(Saved data entries)
"""

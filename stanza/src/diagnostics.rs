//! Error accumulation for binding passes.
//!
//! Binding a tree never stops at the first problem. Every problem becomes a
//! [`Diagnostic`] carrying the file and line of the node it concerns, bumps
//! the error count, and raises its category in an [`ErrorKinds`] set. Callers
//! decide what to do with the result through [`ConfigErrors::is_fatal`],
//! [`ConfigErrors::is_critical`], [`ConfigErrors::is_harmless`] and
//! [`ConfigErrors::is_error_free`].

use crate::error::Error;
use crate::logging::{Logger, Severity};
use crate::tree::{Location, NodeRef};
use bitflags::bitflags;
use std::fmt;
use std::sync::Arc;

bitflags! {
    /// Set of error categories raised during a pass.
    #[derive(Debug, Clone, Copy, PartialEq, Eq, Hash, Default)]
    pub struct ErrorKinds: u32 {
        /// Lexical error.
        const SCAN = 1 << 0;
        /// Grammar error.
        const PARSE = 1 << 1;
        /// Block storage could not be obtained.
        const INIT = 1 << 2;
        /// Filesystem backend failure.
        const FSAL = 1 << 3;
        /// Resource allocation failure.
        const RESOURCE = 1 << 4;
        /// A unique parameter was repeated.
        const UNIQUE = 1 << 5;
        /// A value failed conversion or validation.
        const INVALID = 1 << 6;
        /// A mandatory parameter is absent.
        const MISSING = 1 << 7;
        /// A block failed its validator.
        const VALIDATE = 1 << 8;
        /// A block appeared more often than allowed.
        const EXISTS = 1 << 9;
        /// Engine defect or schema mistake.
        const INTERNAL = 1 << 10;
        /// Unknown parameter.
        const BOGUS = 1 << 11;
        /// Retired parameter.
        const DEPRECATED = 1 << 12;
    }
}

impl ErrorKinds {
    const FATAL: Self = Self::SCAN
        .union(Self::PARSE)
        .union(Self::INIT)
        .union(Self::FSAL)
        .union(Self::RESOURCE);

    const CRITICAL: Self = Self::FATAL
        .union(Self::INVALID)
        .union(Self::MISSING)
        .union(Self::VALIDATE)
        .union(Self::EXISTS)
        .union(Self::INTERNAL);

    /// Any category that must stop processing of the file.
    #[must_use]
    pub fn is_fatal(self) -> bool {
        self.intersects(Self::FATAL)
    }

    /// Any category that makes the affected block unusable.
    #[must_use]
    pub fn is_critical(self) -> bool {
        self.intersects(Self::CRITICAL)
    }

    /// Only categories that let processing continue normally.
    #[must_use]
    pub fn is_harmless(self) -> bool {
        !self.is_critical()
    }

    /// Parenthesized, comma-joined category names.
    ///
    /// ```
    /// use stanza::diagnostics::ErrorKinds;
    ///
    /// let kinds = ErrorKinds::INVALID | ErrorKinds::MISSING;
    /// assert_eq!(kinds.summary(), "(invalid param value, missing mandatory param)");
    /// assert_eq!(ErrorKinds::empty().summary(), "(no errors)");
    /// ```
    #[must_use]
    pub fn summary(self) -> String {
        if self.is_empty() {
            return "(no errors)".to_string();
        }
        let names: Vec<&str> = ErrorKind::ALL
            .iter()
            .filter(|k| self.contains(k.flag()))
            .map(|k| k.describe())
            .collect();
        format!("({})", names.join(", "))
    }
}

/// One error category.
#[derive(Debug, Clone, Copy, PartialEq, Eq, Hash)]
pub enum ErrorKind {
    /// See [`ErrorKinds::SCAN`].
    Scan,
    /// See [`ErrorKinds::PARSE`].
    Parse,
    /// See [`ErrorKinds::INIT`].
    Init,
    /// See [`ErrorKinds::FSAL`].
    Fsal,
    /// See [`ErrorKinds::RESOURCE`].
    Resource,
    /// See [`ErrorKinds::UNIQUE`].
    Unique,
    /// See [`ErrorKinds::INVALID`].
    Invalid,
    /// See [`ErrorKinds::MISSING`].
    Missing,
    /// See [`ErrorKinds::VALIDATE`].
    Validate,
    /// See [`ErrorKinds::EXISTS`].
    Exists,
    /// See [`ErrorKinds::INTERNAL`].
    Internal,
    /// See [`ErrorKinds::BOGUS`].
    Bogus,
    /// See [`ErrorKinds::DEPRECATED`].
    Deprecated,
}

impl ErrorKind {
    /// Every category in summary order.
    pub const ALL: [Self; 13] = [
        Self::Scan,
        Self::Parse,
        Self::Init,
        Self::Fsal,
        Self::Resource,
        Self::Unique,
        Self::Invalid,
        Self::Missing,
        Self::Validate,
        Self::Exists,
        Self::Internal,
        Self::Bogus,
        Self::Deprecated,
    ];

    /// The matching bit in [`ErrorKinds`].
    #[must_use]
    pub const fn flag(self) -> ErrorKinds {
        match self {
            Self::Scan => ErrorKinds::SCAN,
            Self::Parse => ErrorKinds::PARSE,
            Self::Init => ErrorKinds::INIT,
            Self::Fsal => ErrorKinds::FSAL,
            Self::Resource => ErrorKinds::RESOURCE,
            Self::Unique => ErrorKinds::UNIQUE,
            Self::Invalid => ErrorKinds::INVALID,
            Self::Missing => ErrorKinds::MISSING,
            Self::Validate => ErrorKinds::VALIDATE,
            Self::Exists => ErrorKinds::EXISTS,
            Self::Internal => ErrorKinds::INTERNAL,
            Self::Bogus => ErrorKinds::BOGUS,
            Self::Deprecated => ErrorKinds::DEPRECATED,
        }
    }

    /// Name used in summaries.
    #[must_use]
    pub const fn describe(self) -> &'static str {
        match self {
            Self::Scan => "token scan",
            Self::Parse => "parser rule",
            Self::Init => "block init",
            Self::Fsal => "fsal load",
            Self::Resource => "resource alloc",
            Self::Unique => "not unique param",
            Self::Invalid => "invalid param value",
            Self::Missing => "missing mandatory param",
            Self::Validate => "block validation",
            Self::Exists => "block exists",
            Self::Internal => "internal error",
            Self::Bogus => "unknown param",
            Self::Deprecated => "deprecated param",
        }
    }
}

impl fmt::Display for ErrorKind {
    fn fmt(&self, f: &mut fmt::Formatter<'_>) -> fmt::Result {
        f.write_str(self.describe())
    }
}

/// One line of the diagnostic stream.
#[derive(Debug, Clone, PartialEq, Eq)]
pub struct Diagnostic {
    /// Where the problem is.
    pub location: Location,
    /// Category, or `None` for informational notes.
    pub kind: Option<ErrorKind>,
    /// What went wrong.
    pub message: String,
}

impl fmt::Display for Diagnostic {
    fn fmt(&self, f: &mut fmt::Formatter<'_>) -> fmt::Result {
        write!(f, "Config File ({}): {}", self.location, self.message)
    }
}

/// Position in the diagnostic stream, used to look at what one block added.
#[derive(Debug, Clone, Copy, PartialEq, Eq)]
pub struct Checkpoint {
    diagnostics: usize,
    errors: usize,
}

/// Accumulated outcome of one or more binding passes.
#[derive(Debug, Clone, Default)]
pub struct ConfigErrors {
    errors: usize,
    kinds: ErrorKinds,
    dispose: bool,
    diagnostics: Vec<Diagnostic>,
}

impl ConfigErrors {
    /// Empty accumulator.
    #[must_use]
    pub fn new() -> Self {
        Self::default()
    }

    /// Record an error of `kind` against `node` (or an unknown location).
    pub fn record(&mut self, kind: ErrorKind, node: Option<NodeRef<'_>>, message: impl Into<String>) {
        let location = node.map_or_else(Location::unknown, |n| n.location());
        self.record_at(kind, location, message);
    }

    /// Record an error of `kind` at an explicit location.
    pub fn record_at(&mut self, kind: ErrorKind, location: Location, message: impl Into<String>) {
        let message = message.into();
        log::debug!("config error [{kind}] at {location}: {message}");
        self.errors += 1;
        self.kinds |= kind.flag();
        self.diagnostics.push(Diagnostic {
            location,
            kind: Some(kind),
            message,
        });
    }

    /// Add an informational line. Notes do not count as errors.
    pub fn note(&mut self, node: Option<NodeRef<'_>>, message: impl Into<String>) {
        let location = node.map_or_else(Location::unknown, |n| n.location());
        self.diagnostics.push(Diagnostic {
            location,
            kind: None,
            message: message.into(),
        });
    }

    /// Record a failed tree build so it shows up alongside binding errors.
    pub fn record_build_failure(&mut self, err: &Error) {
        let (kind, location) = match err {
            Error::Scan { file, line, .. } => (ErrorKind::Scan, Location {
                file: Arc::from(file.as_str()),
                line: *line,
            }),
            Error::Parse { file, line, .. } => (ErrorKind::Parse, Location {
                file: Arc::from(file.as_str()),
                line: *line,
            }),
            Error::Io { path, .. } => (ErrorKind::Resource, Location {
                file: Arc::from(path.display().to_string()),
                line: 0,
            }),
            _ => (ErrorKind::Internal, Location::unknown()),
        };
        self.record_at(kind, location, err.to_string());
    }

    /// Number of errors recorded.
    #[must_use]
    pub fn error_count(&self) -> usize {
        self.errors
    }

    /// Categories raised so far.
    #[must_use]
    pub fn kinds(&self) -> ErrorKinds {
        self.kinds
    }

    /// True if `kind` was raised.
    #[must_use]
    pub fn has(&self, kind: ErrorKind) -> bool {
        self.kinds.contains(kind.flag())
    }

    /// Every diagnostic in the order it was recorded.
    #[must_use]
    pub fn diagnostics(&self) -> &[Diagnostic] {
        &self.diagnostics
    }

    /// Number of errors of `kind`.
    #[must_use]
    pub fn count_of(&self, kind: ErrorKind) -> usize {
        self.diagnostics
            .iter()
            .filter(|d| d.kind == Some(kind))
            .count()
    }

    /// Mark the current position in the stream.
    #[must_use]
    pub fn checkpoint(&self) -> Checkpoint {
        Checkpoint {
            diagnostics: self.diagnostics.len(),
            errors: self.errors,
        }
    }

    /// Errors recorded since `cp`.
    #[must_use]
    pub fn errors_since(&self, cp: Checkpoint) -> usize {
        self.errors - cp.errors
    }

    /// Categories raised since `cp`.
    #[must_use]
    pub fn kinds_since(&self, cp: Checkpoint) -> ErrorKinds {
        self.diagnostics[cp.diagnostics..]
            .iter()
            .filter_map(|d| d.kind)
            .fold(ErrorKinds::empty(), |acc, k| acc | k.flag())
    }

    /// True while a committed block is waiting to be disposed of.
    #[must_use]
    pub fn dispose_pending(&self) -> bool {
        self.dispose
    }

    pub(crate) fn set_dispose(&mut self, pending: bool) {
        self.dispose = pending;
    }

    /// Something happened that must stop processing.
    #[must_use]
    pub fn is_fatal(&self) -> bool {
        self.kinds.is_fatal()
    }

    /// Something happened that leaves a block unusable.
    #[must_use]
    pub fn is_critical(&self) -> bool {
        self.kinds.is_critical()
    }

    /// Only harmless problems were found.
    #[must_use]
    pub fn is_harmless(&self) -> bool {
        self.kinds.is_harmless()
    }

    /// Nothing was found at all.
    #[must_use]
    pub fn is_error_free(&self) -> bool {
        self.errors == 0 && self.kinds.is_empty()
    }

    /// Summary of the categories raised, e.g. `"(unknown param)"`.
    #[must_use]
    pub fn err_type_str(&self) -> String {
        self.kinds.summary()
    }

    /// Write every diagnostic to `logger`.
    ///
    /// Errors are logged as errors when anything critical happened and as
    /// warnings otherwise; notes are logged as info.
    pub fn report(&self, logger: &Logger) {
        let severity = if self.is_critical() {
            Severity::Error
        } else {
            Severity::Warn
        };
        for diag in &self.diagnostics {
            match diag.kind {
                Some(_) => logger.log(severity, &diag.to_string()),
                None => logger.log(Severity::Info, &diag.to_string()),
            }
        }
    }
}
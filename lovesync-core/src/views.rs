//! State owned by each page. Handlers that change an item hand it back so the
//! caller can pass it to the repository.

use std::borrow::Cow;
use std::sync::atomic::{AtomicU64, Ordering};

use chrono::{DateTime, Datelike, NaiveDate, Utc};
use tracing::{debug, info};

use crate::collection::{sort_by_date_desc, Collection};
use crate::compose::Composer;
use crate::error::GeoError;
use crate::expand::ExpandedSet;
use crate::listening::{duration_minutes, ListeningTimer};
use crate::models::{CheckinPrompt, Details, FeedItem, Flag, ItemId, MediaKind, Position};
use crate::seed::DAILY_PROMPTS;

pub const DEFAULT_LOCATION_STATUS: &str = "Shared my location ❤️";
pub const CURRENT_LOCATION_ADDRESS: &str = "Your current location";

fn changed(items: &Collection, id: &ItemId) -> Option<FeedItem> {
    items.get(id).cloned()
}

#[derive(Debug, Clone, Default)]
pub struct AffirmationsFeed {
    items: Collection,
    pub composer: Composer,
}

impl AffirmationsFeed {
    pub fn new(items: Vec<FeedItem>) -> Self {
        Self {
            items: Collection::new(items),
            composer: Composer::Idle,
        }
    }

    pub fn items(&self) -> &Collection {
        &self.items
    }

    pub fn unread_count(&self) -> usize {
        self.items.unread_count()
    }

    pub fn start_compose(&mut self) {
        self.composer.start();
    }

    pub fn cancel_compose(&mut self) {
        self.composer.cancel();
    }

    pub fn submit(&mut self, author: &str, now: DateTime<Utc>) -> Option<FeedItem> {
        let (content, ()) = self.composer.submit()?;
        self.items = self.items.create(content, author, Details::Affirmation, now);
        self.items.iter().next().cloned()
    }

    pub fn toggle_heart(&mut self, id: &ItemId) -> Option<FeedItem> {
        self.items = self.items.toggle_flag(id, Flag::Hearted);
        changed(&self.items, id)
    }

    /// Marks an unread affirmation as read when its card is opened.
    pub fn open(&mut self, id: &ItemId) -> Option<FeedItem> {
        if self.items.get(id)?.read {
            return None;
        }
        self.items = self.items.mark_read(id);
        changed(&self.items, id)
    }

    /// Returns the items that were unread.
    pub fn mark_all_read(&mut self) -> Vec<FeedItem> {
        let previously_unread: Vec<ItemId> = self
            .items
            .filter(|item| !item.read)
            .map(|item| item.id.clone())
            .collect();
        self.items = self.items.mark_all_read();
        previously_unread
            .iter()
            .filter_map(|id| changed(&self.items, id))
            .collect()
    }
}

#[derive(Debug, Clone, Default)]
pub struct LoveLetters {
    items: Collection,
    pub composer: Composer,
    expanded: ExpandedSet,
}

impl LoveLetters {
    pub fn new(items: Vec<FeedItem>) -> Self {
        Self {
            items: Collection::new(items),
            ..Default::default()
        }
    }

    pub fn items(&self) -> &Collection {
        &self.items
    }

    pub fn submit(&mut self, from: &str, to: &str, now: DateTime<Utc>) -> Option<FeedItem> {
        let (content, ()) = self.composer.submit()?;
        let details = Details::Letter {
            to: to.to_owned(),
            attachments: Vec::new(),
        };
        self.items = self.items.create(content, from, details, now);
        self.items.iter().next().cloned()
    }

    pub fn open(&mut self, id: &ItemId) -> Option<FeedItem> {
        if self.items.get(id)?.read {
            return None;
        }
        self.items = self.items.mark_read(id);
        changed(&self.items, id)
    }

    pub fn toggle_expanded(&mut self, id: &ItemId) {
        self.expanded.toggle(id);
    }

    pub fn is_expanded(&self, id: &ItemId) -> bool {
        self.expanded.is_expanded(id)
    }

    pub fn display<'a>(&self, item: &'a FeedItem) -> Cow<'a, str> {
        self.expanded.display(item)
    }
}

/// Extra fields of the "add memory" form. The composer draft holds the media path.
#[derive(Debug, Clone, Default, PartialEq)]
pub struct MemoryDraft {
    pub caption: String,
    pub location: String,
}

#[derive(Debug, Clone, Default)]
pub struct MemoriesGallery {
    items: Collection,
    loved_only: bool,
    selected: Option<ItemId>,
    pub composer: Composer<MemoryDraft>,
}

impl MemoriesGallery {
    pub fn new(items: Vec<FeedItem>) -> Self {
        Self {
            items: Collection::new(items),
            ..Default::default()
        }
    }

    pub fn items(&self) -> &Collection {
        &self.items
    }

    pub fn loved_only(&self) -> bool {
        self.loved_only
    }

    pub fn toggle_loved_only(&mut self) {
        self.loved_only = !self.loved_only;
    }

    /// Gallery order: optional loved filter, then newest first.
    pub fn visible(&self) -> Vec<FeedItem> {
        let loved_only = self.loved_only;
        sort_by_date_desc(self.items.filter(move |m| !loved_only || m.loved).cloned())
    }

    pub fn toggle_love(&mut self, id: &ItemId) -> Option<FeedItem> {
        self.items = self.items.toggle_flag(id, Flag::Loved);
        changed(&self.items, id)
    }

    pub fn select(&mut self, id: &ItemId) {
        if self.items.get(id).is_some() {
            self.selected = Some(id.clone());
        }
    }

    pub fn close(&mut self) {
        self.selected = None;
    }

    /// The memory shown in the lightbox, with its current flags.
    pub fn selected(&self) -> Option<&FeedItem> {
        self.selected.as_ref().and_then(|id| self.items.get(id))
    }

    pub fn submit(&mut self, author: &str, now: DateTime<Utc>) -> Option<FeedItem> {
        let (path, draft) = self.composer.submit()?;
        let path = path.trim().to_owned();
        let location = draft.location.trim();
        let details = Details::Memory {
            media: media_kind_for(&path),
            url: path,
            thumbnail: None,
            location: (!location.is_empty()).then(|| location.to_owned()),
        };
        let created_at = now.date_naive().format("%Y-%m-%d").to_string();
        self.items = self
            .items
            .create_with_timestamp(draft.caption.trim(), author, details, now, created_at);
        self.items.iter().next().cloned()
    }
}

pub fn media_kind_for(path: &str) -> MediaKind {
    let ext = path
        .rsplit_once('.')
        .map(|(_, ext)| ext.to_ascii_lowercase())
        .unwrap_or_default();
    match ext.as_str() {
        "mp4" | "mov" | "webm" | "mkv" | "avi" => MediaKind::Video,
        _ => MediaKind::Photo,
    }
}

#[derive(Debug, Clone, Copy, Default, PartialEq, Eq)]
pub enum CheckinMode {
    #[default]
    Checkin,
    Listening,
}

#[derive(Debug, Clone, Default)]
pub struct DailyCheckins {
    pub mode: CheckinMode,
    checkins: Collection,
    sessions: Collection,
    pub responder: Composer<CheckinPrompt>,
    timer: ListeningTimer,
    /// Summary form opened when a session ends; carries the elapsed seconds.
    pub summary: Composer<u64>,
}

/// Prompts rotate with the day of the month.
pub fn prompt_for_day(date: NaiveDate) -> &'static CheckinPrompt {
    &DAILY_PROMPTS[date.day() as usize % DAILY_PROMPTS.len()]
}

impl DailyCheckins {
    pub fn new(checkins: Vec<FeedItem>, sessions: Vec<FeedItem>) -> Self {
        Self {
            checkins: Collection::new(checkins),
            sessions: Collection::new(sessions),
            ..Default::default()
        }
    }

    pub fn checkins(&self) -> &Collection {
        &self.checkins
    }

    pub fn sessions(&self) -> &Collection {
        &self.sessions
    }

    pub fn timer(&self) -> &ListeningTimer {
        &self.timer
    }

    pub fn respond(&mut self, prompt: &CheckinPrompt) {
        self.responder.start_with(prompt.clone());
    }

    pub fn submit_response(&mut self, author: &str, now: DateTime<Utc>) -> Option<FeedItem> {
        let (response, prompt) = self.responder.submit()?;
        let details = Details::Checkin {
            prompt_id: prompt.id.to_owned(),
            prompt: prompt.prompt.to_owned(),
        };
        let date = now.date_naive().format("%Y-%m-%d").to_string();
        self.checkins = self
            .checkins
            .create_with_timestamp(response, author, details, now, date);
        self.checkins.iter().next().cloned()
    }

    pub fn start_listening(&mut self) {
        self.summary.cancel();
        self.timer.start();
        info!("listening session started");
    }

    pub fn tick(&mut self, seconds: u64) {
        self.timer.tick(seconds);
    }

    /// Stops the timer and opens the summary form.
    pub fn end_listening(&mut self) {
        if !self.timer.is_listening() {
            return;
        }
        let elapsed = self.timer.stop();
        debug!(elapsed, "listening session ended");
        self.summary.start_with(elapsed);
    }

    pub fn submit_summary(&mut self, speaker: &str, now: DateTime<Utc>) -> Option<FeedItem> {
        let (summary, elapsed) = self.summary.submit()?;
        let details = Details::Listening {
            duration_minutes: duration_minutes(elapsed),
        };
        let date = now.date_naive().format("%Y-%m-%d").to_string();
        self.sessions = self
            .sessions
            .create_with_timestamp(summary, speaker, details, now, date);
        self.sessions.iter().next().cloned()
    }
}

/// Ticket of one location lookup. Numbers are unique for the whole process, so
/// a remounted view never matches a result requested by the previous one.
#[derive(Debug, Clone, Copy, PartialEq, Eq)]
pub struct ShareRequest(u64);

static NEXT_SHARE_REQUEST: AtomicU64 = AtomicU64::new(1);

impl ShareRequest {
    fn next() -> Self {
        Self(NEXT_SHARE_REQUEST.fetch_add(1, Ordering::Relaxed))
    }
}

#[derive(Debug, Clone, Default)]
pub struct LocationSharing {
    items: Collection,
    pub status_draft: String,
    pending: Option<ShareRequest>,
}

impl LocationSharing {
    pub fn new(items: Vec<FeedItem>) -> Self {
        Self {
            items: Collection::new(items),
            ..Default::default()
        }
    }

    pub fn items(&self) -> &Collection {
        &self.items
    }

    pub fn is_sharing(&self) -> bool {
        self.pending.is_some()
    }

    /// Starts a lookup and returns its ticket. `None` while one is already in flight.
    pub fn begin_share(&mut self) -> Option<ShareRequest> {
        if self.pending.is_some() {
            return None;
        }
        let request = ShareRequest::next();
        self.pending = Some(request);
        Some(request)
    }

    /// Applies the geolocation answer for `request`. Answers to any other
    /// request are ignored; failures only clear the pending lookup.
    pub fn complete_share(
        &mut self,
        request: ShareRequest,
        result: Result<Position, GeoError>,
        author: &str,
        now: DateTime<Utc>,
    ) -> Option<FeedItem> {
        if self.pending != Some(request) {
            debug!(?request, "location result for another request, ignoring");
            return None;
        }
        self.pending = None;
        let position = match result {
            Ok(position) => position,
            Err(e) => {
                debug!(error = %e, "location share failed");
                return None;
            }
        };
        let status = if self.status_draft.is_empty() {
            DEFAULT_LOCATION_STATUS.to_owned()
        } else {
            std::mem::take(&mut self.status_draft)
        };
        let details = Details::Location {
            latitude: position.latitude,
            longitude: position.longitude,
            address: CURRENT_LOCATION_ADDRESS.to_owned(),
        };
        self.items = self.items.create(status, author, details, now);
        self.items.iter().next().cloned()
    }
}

"""

## Exercise
Look over the records above and say how many lines hold the word "selected", giving the number alone.

## Your response
5